Promenons-nous dans les bois

De son estrade, le Président contemplait son domaine. C’était une petite pièce à la décoration plus qu’austère, pour ne pas dire inexistante. Les murs d’un crépi beige à faire pâlir une prison soviétique étaient en très grande majorité recouverts d’armoires et de classeurs débordants de dossiers hétéroclites. Une maigre fenêtre au verre dépoli laissait transparaître un peu du pâle soleil d’octobre. Ainsi, malgré l’heure avancée dans la matinée, résonnait l’incessant tintement des vieux néons dont la froide lueur donnait son charme si caractéristique à l'architecture intérieure de la fière administration française. La seule tache de couleur dans cet univers de gris et de beige était la criarde affiche punaisée sur la porte fermée, montrant Marcel le Gendastre tout content de passer les menottes à un homme à sept bras. Le Président baissa son regard, vers les trois bureaux en U serrés au centre du cagibi républicain. Derrière chacun d’eux, s’affairait une femme en uniforme bleu ciel et un képi noir nonchalamment posé à proximité.

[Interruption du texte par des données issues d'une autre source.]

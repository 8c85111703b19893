//! Extracts known locality names from free-text queries.
//!
//! Matching is a case-insensitive substring test: a locality matches if
//! its lower-cased name appears anywhere in the lower-cased query. No
//! stemming, no fuzzy matching; the dataset's locality list is the
//! whole vocabulary.

use estate_insights_dataset_models::Dataset;

/// Resolves the single best locality mentioned in `query`.
///
/// When several known localities are substrings of the query, the
/// longest name wins, so a query naming "Wakad Annexe" is not
/// short-circuited to "Wakad". Equal-length ties fall back to the
/// dataset's locality enumeration order. Returns the canonical stored
/// casing.
#[must_use]
pub fn resolve_one<'a>(query: &str, dataset: &'a Dataset) -> Option<&'a str> {
    let query_lower = query.to_lowercase();
    let mut best: Option<&str> = None;

    for name in dataset.localities() {
        if query_lower.contains(&name.to_lowercase())
            && best.is_none_or(|current| name.len() > current.len())
        {
            best = Some(name);
        }
    }

    best
}

/// Resolves every locality mentioned in `query`, in the dataset's
/// locality enumeration order (not query order).
#[must_use]
pub fn resolve_many<'a>(query: &str, dataset: &'a Dataset) -> Vec<&'a str> {
    let query_lower = query.to_lowercase();
    dataset
        .localities()
        .iter()
        .filter(|name| query_lower.contains(&name.to_lowercase()))
        .map(String::as_str)
        .collect()
}
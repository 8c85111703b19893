//! OpenAI-compatible chat-completions summarizer.

use estate_insights_analytics_models::MarketStats;
use serde::{Deserialize, Serialize};

use crate::{AiError, Summarizer};

const SYSTEM_PROMPT: &str = "You are an expert real estate market analyst with 15+ years of \
experience in property valuation, market trends analysis, and investment advisory. You provide \
data-driven, professional insights.";

/// Summarizer backed by an OpenAI-compatible `/chat/completions`
/// endpoint.
///
/// Works against Groq (the default base URL) or any other compatible
/// server. The request is a single round-trip with the transport's
/// default timeout; no retries, no streaming.
pub struct ChatCompletionSummarizer {
    api_key: Option<String>,
    model: String,
    base_url: String,
    client: reqwest::Client,
}

impl ChatCompletionSummarizer {
    /// Creates a new summarizer.
    ///
    /// `api_key` may be absent; the capability then fails with
    /// [`AiError::Config`] at call time and callers fall back to the
    /// local summary text.
    #[must_use]
    pub fn new(api_key: Option<String>, model: String, base_url: String) -> Self {
        Self {
            api_key,
            model,
            base_url,
            client: reqwest::Client::new(),
        }
    }
}

#[derive(Serialize)]
struct ChatRequest<'a> {
    model: &'a str,
    messages: Vec<ChatMessage<'a>>,
    temperature: f32,
    max_tokens: u32,
}

#[derive(Serialize)]
struct ChatMessage<'a> {
    role: &'a str,
    content: &'a str,
}

#[derive(Deserialize)]
struct ChatResponse {
    choices: Vec<ChatChoice>,
}

#[derive(Deserialize)]
struct ChatChoice {
    message: ChatChoiceMessage,
}

#[derive(Deserialize)]
struct ChatChoiceMessage {
    content: Option<String>,
}

#[derive(Deserialize)]
struct ChatErrorBody {
    error: ChatErrorDetail,
}

#[derive(Deserialize)]
struct ChatErrorDetail {
    message: String,
}

/// Builds the analyst prompt from computed statistics.
fn build_prompt(stats: &MarketStats) -> String {
    format!(
        "You are a professional real estate market analyst. Generate a comprehensive, \
         professional analysis report for the following real estate data:\n\
         \n\
         Location: {area}\n\
         Time Period: {start} to {end}\n\
         Total Market Sales: ₹{sales:.2} Crores\n\
         Average Property Rate: ₹{price:.2} per sqft\n\
         Total Units Sold: {units} properties\n\
         Price Trend: {trend} ({change:+.1}% change)\n\
         \n\
         Please provide:\n\
         1. Market Overview (2-3 sentences)\n\
         2. Price Analysis (key insights on pricing trends)\n\
         3. Demand Analysis (transaction volume insights)\n\
         4. Investment Outlook (recommendations for investors)\n\
         5. Key Takeaways (3-4 bullet points)\n\
         \n\
         Write in a professional, data-driven tone suitable for real estate investors \
         and analysts. Keep it concise but informative (300-400 words).",
        area = stats.area,
        start = stats.year_range.start,
        end = stats.year_range.end,
        sales = stats.sales_total,
        price = stats.avg_price,
        units = stats.total_units,
        trend = stats.price_trend,
        change = stats.price_change,
    )
}

#[async_trait::async_trait]
impl Summarizer for ChatCompletionSummarizer {
    async fn market_summary(&self, stats: &MarketStats) -> Result<String, AiError> {
        let api_key = self
            .api_key
            .as_deref()
            .filter(|key| !key.is_empty())
            .ok_or_else(|| AiError::Config {
                message: "No API key configured for the summary service".to_string(),
            })?;

        let prompt = build_prompt(stats);
        let request = ChatRequest {
            model: &self.model,
            messages: vec![
                ChatMessage {
                    role: "system",
                    content: SYSTEM_PROMPT,
                },
                ChatMessage {
                    role: "user",
                    content: &prompt,
                },
            ],
            temperature: 0.4,
            max_tokens: 1024,
        };

        let resp = self
            .client
            .post(format!("{}/chat/completions", self.base_url))
            .header("Authorization", format!("Bearer {api_key}"))
            .header("Content-Type", "application/json")
            .json(&request)
            .send()
            .await?;

        let status = resp.status();
        let body = resp.text().await?;

        if !status.is_success() {
            let err: ChatErrorBody =
                serde_json::from_str(&body).unwrap_or_else(|_| ChatErrorBody {
                    error: ChatErrorDetail {
                        message: format!("HTTP {status}: {body}"),
                    },
                });
            return Err(AiError::Provider {
                message: err.error.message,
            });
        }

        let response: ChatResponse = serde_json::from_str(&body)?;
        response
            .choices
            .into_iter()
            .next()
            .and_then(|choice| choice.message.content)
            .filter(|content| !content.is_empty())
            .ok_or_else(|| AiError::Provider {
                message: "No content in chat completion response".to_string(),
            })
    }
}

#[cfg(test)]
mod tests {
    use super::*;
    use estate_insights_analytics_models::{PriceTrend, YearRange};

    #[test]
    fn prompt_interpolates_every_stat() {
        let stats = MarketStats {
            area: "Wakad".to_string(),
            year_range: YearRange {
                start: 2019,
                end: 2024,
            },
            sales_total: 123.456,
            avg_price: 5250.0,
            total_units: 1200,
            price_trend: PriceTrend::Increasing,
            price_change: 10.0,
        };
        let prompt = build_prompt(&stats);
        assert!(prompt.contains("Location: Wakad"));
        assert!(prompt.contains("2019 to 2024"));
        assert!(prompt.contains("₹123.46 Crores"));
        assert!(prompt.contains("increasing (+10.0% change)"));
        assert!(prompt.contains("1200 properties"));
    }

    #[test]
    fn parses_completion_response_body() {
        let body = r#"{"choices": [{"message": {"role": "assistant", "content": "Summary."}}]}"#;
        let response: ChatResponse = serde_json::from_str(body).unwrap();
        assert_eq!(
            response.choices[0].message.content.as_deref(),
            Some("Summary.")
        );
    }

    #[test]
    fn parses_error_body() {
        let body = r#"{"error": {"message": "invalid api key", "type": "auth"}}"#;
        let err: ChatErrorBody = serde_json::from_str(body).unwrap();
        assert_eq!(err.error.message, "invalid api key");
    }

    #[tokio::test]
    async fn missing_api_key_is_a_config_error() {
        let summarizer = ChatCompletionSummarizer::new(
            None,
            crate::DEFAULT_MODEL.to_string(),
            crate::DEFAULT_BASE_URL.to_string(),
        );
        let err = summarizer
            .market_summary(&MarketStats::default())
            .await
            .unwrap_err();
        assert!(matches!(err, AiError::Config { .. }));
    }
}
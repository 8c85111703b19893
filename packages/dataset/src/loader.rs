//! Reads the transaction table from CSV into a [`Dataset`].

use std::collections::HashMap;
use std::fs::File;
use std::io::Read;
use std::path::Path;

use estate_insights_dataset_models::{Dataset, TransactionRecord};

use crate::columns::Column;
use crate::parsing::{parse_numeric, parse_year};
use crate::DatasetError;

/// Loads the dataset from the backing file at `path`.
///
/// Logs the record and locality counts on success.
///
/// # Errors
///
/// Returns [`DatasetError::SourceUnavailable`] when the file is missing
/// or unreadable, or [`DatasetError::Malformed`] when the header row
/// cannot be parsed.
pub fn load(path: &Path) -> Result<Dataset, DatasetError> {
    let file = File::open(path).map_err(|source| DatasetError::SourceUnavailable {
        path: path.display().to_string(),
        source,
    })?;

    let dataset = load_from_reader(file)?;
    log::info!(
        "Loaded {} records from {} localities ({})",
        dataset.len(),
        dataset.localities().len(),
        path.display()
    );
    Ok(dataset)
}

/// Loads the dataset from any CSV reader.
///
/// Header spellings are normalized via [`Column::from_header`]; rows
/// without a locality or a parseable year are skipped; numeric cells
/// coerce to zero on failure.
///
/// # Errors
///
/// Returns [`DatasetError::Malformed`] when the header row cannot be
/// parsed.
pub fn load_from_reader<R: Read>(reader: R) -> Result<Dataset, DatasetError> {
    let mut csv_reader = csv::ReaderBuilder::new().flexible(true).from_reader(reader);

    let columns: HashMap<Column, usize> = csv_reader
        .headers()?
        .iter()
        .enumerate()
        .filter_map(|(idx, header)| Column::from_header(header).map(|col| (col, idx)))
        .collect();

    let mut records = Vec::new();
    let mut skipped = 0usize;

    for row in csv_reader.records() {
        let Ok(row) = row else {
            skipped += 1;
            continue;
        };

        let cell = |column: Column| columns.get(&column).and_then(|&idx| row.get(idx));

        let Some(locality) = cell(Column::Locality).map(str::trim).filter(|s| !s.is_empty())
        else {
            skipped += 1;
            continue;
        };

        let Some(year) = cell(Column::Year).and_then(parse_year) else {
            skipped += 1;
            continue;
        };

        let numeric = |column: Column| cell(column).map(parse_numeric).unwrap_or_default();

        records.push(TransactionRecord {
            locality: locality.to_string(),
            year,
            total_sales: numeric(Column::TotalSales),
            total_sold: numeric(Column::TotalSold),
            flat_rate: numeric(Column::FlatRate),
            office_rate: numeric(Column::OfficeRate),
            shop_rate: numeric(Column::ShopRate),
            carpet_area: numeric(Column::CarpetArea),
        });
    }

    if skipped > 0 {
        log::debug!("Skipped {skipped} rows with missing locality or year");
    }

    Ok(Dataset::new(records))
}
#![cfg_attr(feature = "fail-on-warnings", deny(warnings))]
#![warn(clippy::all, clippy::pedantic, clippy::nursery, clippy::cargo)]
#![allow(clippy::multiple_crate_versions, clippy::cargo_common_metadata)]

//! Transaction record and dataset types.
//!
//! A [`TransactionRecord`] is one locality-year row of the source file;
//! a [`Dataset`] is the ordered collection of all rows plus the
//! deduplicated locality list. Both are read-only snapshots; the dataset
//! is rebuilt from the backing file on every request and never mutated.

use serde::{Deserialize, Serialize};

/// Aggregated sales figures for one locality in one year.
///
/// Numeric fields are zero when the source cell was missing or
/// unparseable, never null. Locality and year are guaranteed present by
/// the loader.
#[derive(Debug, Clone, PartialEq, Serialize, Deserialize)]
pub struct TransactionRecord {
    /// Locality name, trimmed, in the casing stored in the source file.
    pub locality: String,
    /// Transaction year.
    pub year: i32,
    /// Total sales value in base currency units (rupees).
    pub total_sales: f64,
    /// Total number of units sold.
    pub total_sold: f64,
    /// Weighted-average rate per sqft for flats.
    pub flat_rate: f64,
    /// Weighted-average rate per sqft for offices.
    pub office_rate: f64,
    /// Weighted-average rate per sqft for shops.
    pub shop_rate: f64,
    /// Total carpet area supplied, in sqft.
    pub carpet_area: f64,
}

/// An in-memory snapshot of the transaction table.
///
/// Locality identity is the name string itself: lookups compare
/// case-insensitively, but the canonical stored casing is what callers
/// get back.
#[derive(Debug, Clone, Default)]
pub struct Dataset {
    records: Vec<TransactionRecord>,
    localities: Vec<String>,
}

impl Dataset {
    /// Builds a dataset from loaded records, deduplicating the locality
    /// list case-insensitively in first-appearance order.
    #[must_use]
    pub fn new(records: Vec<TransactionRecord>) -> Self {
        let mut localities: Vec<String> = Vec::new();
        let mut seen: std::collections::HashSet<String> = std::collections::HashSet::new();

        for record in &records {
            let key = record.locality.to_lowercase();
            if seen.insert(key) {
                localities.push(record.locality.clone());
            }
        }

        Self {
            records,
            localities,
        }
    }

    /// All records, in source order.
    #[must_use]
    pub fn records(&self) -> &[TransactionRecord] {
        &self.records
    }

    /// Distinct locality names in first-appearance order, canonical
    /// stored casing.
    #[must_use]
    pub fn localities(&self) -> &[String] {
        &self.localities
    }

    /// Number of records in the snapshot.
    #[must_use]
    pub fn len(&self) -> usize {
        self.records.len()
    }

    /// `true` when the snapshot holds no records.
    #[must_use]
    pub fn is_empty(&self) -> bool {
        self.records.is_empty()
    }

    /// All records for one locality (case-insensitive match), sorted
    /// ascending by year.
    #[must_use]
    pub fn records_for(&self, locality: &str) -> Vec<&TransactionRecord> {
        let wanted = locality.to_lowercase();
        let mut matches: Vec<&TransactionRecord> = self
            .records
            .iter()
            .filter(|r| r.locality.to_lowercase() == wanted)
            .collect();
        matches.sort_by_key(|r| r.year);
        matches
    }

    /// Min and max year across the whole dataset, or `None` when empty.
    #[must_use]
    pub fn year_range(&self) -> Option<(i32, i32)> {
        let min = self.records.iter().map(|r| r.year).min()?;
        let max = self.records.iter().map(|r| r.year).max()?;
        Some((min, max))
    }
}

#[cfg(test)]
mod tests {
    use super::*;

    fn record(locality: &str, year: i32) -> TransactionRecord {
        TransactionRecord {
            locality: locality.to_string(),
            year,
            total_sales: 0.0,
            total_sold: 0.0,
            flat_rate: 0.0,
            office_rate: 0.0,
            shop_rate: 0.0,
            carpet_area: 0.0,
        }
    }

    #[test]
    fn localities_dedupe_case_insensitively_keeping_first_casing() {
        let dataset = Dataset::new(vec![
            record("Wakad", 2020),
            record("WAKAD", 2021),
            record("Baner", 2020),
        ]);
        assert_eq!(dataset.localities(), ["Wakad", "Baner"]);
    }

    #[test]
    fn records_for_matches_case_insensitively_and_sorts_ascending() {
        let dataset = Dataset::new(vec![
            record("Wakad", 2022),
            record("Baner", 2020),
            record("wakad", 2020),
        ]);
        let years: Vec<i32> = dataset.records_for("WaKaD").iter().map(|r| r.year).collect();
        assert_eq!(years, [2020, 2022]);
    }

    #[test]
    fn year_range_spans_all_records() {
        let dataset = Dataset::new(vec![record("Wakad", 2019), record("Baner", 2023)]);
        assert_eq!(dataset.year_range(), Some((2019, 2023)));
    }

    #[test]
    fn empty_dataset_has_no_year_range() {
        assert_eq!(Dataset::new(Vec::new()).year_range(), None);
    }
}
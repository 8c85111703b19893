//! CSV export of filtered records for the download endpoint.

use estate_insights_dataset_models::TransactionRecord;

/// Serializes records to CSV bytes with the canonical column headers.
///
/// The output re-parses through the dataset loader, so a downloaded
/// file can be fed back in as a backing file.
///
/// # Errors
///
/// Returns [`csv::Error`] if serialization fails.
pub fn records_to_csv(records: &[&TransactionRecord]) -> Result<Vec<u8>, csv::Error> {
    let mut writer = csv::Writer::from_writer(Vec::new());
    for record in records {
        writer.serialize(record)?;
    }
    Ok(writer.into_inner().map_err(csv::IntoInnerError::into_error)?)
}
use chrono::{DateTime, Local, Utc};

pub fn now() -> DateTime<Utc> {
    Utc::now()
}

pub fn to_rfc3339(dt: DateTime<Utc>) -> String {
    dt.to_rfc3339()
}

/// Calendar date of the device's local clock, `YYYY-MM-DD`.
pub fn local_date(at: DateTime<Local>) -> String {
    at.format("%Y-%m-%d").to_string()
}

pub fn today_local_date() -> String {
    local_date(Local::now())
}

/// Whole seconds left until `deadline`, rounded up and never negative.
pub fn time_remaining_at(deadline: DateTime<Utc>, at: DateTime<Utc>) -> u64 {
    let millis = (deadline - at).num_milliseconds();
    if millis <= 0 {
        return 0;
    }
    ((millis + 999) / 1000) as u64
}

pub fn time_remaining(deadline: DateTime<Utc>) -> u64 {
    time_remaining_at(deadline, now())
}

pub fn is_time_up(deadline: DateTime<Utc>) -> bool {
    time_remaining(deadline) == 0
}

/// `MM:SS`; minutes are not wrapped into hours.
pub fn format_time_remaining(seconds: u64) -> String {
    format!("{:02}:{:02}", seconds / 60, seconds % 60)
}
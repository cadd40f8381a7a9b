use validator::{Validate, ValidationErrors};

pub fn validate<T: Validate>(val: &T) -> Result<(), String> {
    val.validate().map_err(|errors| describe(&errors))
}

/// Flattens field errors into `field: message` pairs for logs and error messages.
fn describe(errors: &ValidationErrors) -> String {
    let mut parts: Vec<String> = errors
        .field_errors()
        .iter()
        .flat_map(|(field, errs)| {
            errs.iter().map(move |e| match &e.message {
                Some(message) => format!("{}: {}", field, message),
                None => format!("{}: {}", field, e.code),
            })
        })
        .collect();
    parts.sort();
    parts.join(", ")
}
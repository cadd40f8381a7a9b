use serde::{Deserialize, Serialize};
use std::collections::BTreeMap;

/// In-memory answer as the UI holds it. The owning question's archetype
/// decides which variant is legal; see `AnswerService`.
#[derive(Debug, Clone, PartialEq, Serialize, Deserialize)]
#[serde(untagged)]
pub enum Answer {
    SingleChoice(ChoiceAnswer),
    Ordering(OrderingAnswer),
    SpeedTap(SpeedTapAnswer),
    /// Left key -> right value.
    Match(BTreeMap<String, String>),
}

#[derive(Debug, Clone, PartialEq, Serialize, Deserialize)]
#[serde(rename_all = "camelCase")]
pub struct ChoiceAnswer {
    pub choice_index: i64,
}

#[derive(Debug, Clone, PartialEq, Serialize, Deserialize)]
#[serde(rename_all = "camelCase")]
pub struct OrderingAnswer {
    pub ordered_items: Vec<String>,
}

#[derive(Debug, Clone, PartialEq, Serialize, Deserialize)]
#[serde(rename_all = "camelCase")]
pub struct SpeedTapAnswer {
    pub round_seconds: u32,
    pub events: Vec<TapEvent>,
    pub client_summary: TapSummary,
}

#[derive(Debug, Clone, PartialEq, Eq, Serialize, Deserialize)]
pub struct TapEvent {
    /// Milliseconds since the round started.
    pub ts: i64,
    pub option: String,
    pub action: TapAction,
}

#[derive(Debug, Clone, Copy, PartialEq, Eq, Serialize, Deserialize)]
#[serde(rename_all = "lowercase")]
pub enum TapAction {
    Tap,
    Undo,
}

#[derive(Debug, Clone, Copy, Default, PartialEq, Eq, Serialize, Deserialize)]
pub struct TapSummary {
    pub taps: u32,
    pub correct: u32,
    pub wrong: u32,
}

impl Answer {
    pub fn choice(index: i64) -> Self {
        Answer::SingleChoice(ChoiceAnswer {
            choice_index: index,
        })
    }

    pub fn ordered<I, S>(items: I) -> Self
    where
        I: IntoIterator<Item = S>,
        S: Into<String>,
    {
        Answer::Ordering(OrderingAnswer {
            ordered_items: items.into_iter().map(Into::into).collect(),
        })
    }
}

impl SpeedTapAnswer {
    pub fn new(round_seconds: u32) -> Self {
        Self {
            round_seconds,
            events: Vec::new(),
            client_summary: TapSummary::default(),
        }
    }

    pub fn record_tap(&mut self, ts: i64, option: impl Into<String>) {
        self.events.push(TapEvent {
            ts,
            option: option.into(),
            action: TapAction::Tap,
        });
        self.client_summary.taps += 1;
    }

    /// Undo is logged as its own event; earlier taps are never removed.
    pub fn record_undo(&mut self, ts: i64, option: impl Into<String>) {
        self.events.push(TapEvent {
            ts,
            option: option.into(),
            action: TapAction::Undo,
        });
        self.client_summary.taps = self.client_summary.taps.saturating_sub(1);
    }

    /// Instant feedback shown during the round; the server still grades.
    pub fn record_result(&mut self, correct: bool) {
        if correct {
            self.client_summary.correct += 1;
        } else {
            self.client_summary.wrong += 1;
        }
    }
}
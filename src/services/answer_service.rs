use crate::models::answer::{Answer, SpeedTapAnswer};
use crate::models::question::{AnswerFamily, Question, QuestionType};
use serde_json::{json, Value as JsonValue};
use std::collections::{BTreeMap, HashSet};

const DEFAULT_ROUND_SECONDS: u32 = 20;

/// Answer codec: defaults, completeness, structural validity and wire shape
/// for every archetype. Correctness is never judged here.
pub struct AnswerService;

impl AnswerService {
    /// Value to seed the UI with. `None` for archetypes this build does not know.
    pub fn default_answer(question: &Question) -> Option<Answer> {
        let answer = match question.question_type.family()? {
            AnswerFamily::SingleChoice => Answer::choice(-1),
            AnswerFamily::PairwiseMatch => Answer::Match(BTreeMap::new()),
            AnswerFamily::Ordering => Answer::ordered(question.native_items()),
            AnswerFamily::Ranking => {
                Answer::ordered((0..question.choice_count()).map(|i| format!("choice{}", i)))
            }
            AnswerFamily::SpeedTap => Answer::SpeedTap(SpeedTapAnswer::new(
                question.prompt.round_seconds.unwrap_or(DEFAULT_ROUND_SECONDS),
            )),
        };
        Some(answer)
    }

    /// Gates the submit button.
    pub fn is_answer_complete(question: &Question, answer: &Answer) -> bool {
        let Some(family) = question.question_type.family() else {
            return false;
        };

        match (family, answer) {
            (AnswerFamily::SingleChoice, Answer::SingleChoice(choice)) => choice.choice_index >= 0,
            (AnswerFamily::PairwiseMatch, Answer::Match(pairs)) => !pairs.is_empty(),
            (AnswerFamily::Ordering | AnswerFamily::Ranking, Answer::Ordering(order)) => {
                !order.ordered_items.is_empty()
            }
            (AnswerFamily::SpeedTap, Answer::SpeedTap(taps)) => !taps.events.is_empty(),
            _ => false,
        }
    }

    /// Type, shape and bounds only. Checked before anything goes on the wire.
    pub fn is_answer_valid(question: &Question, answer: &Answer) -> bool {
        if !Self::is_answer_complete(question, answer) {
            return false;
        }

        match answer {
            Answer::SingleChoice(choice) => (choice.choice_index as usize) < question.choice_count(),
            Answer::Match(pairs) => pairs
                .iter()
                .all(|(left, right)| !left.trim().is_empty() && !right.trim().is_empty()),
            Answer::Ordering(order) => {
                let mut seen = HashSet::new();
                order
                    .ordered_items
                    .iter()
                    .all(|item| !item.trim().is_empty() && seen.insert(item.as_str()))
            }
            Answer::SpeedTap(taps) => {
                taps.round_seconds > 0
                    && taps.events.iter().all(|e| !e.option.trim().is_empty())
                    && taps.events.windows(2).all(|pair| pair[0].ts <= pair[1].ts)
            }
        }
    }

    /// JSON the server expects for this answer.
    ///
    /// `tracklist-order` goes out as `orderedTracks` while `timeline-order`
    /// keeps `orderedItems`; the server reads them under those names.
    pub fn to_submission(question: &Question, answer: &Answer) -> Option<JsonValue> {
        let family = question.question_type.family()?;

        match (&question.question_type, answer) {
            (QuestionType::TracklistOrder, Answer::Ordering(order)) => {
                Some(json!({ "orderedTracks": order.ordered_items }))
            }
            (QuestionType::TimelineOrder, Answer::Ordering(order)) => {
                Some(json!({ "orderedItems": order.ordered_items }))
            }
            (QuestionType::PopularityMatch, Answer::Ordering(order)) => {
                Some(json!({ "orderedChoices": order.ordered_items }))
            }
            (_, answer) if shape_matches(family, answer) => serde_json::to_value(answer).ok(),
            _ => None,
        }
    }
}

fn shape_matches(family: AnswerFamily, answer: &Answer) -> bool {
    matches!(
        (family, answer),
        (AnswerFamily::SingleChoice, Answer::SingleChoice(_))
            | (AnswerFamily::PairwiseMatch, Answer::Match(_))
            | (AnswerFamily::Ordering | AnswerFamily::Ranking, Answer::Ordering(_))
            | (AnswerFamily::SpeedTap, Answer::SpeedTap(_))
    )
}
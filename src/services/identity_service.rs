use async_trait::async_trait;

#[derive(Debug, Clone, PartialEq, thiserror::Error)]
pub enum IdentityError {
    #[error("User is not signed in")]
    SignedOut,

    #[error("Token refresh failed: {0}")]
    Refresh(String),
}

/// The external identity provider. Implementations refresh the token when it
/// is close to expiry and return a token that is valid right now.
#[cfg_attr(test, mockall::automock)]
#[async_trait]
pub trait IdentityProvider: Send + Sync {
    async fn ensure_token(&self) -> Result<String, IdentityError>;
}

/// Fixed token, for the CLI and for tests.
#[derive(Debug, Clone, Default)]
pub struct StaticTokenProvider {
    token: Option<String>,
}

impl StaticTokenProvider {
    pub fn new(token: Option<String>) -> Self {
        Self {
            token: token.filter(|t| !t.trim().is_empty()),
        }
    }
}

#[async_trait]
impl IdentityProvider for StaticTokenProvider {
    async fn ensure_token(&self) -> Result<String, IdentityError> {
        self.token.clone().ok_or(IdentityError::SignedOut)
    }
}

Sur la branche gauche du U, s’affairait l’abjurante Angélique Cousteau. Celle-ci semblait fort mal nommée au premier abord, son aspect général étant moins comparable à une engeance céleste qu’à un rottweiler. Son visage dur était en permanence bardé d’un grand sourire dont les coins pointaient droit vers le sol. Bien que de hauteur modeste, sa stature de bœuf musqué l’empêchait de se mouvoir avec trop d’aisance dans le cabinet bondé. Une rumeur disait qu’elle donnait des cours de sport sur son temps libre et son caractère buté et hargneux ne laissait pas présager des méthodes pédagogiques particulièrement populaires auprès des collégiens de la région. Ses énormes bras s’affairaient sur le clavier de l’ordinateur, tapant une à une les caractères d’un quelconque document administratif.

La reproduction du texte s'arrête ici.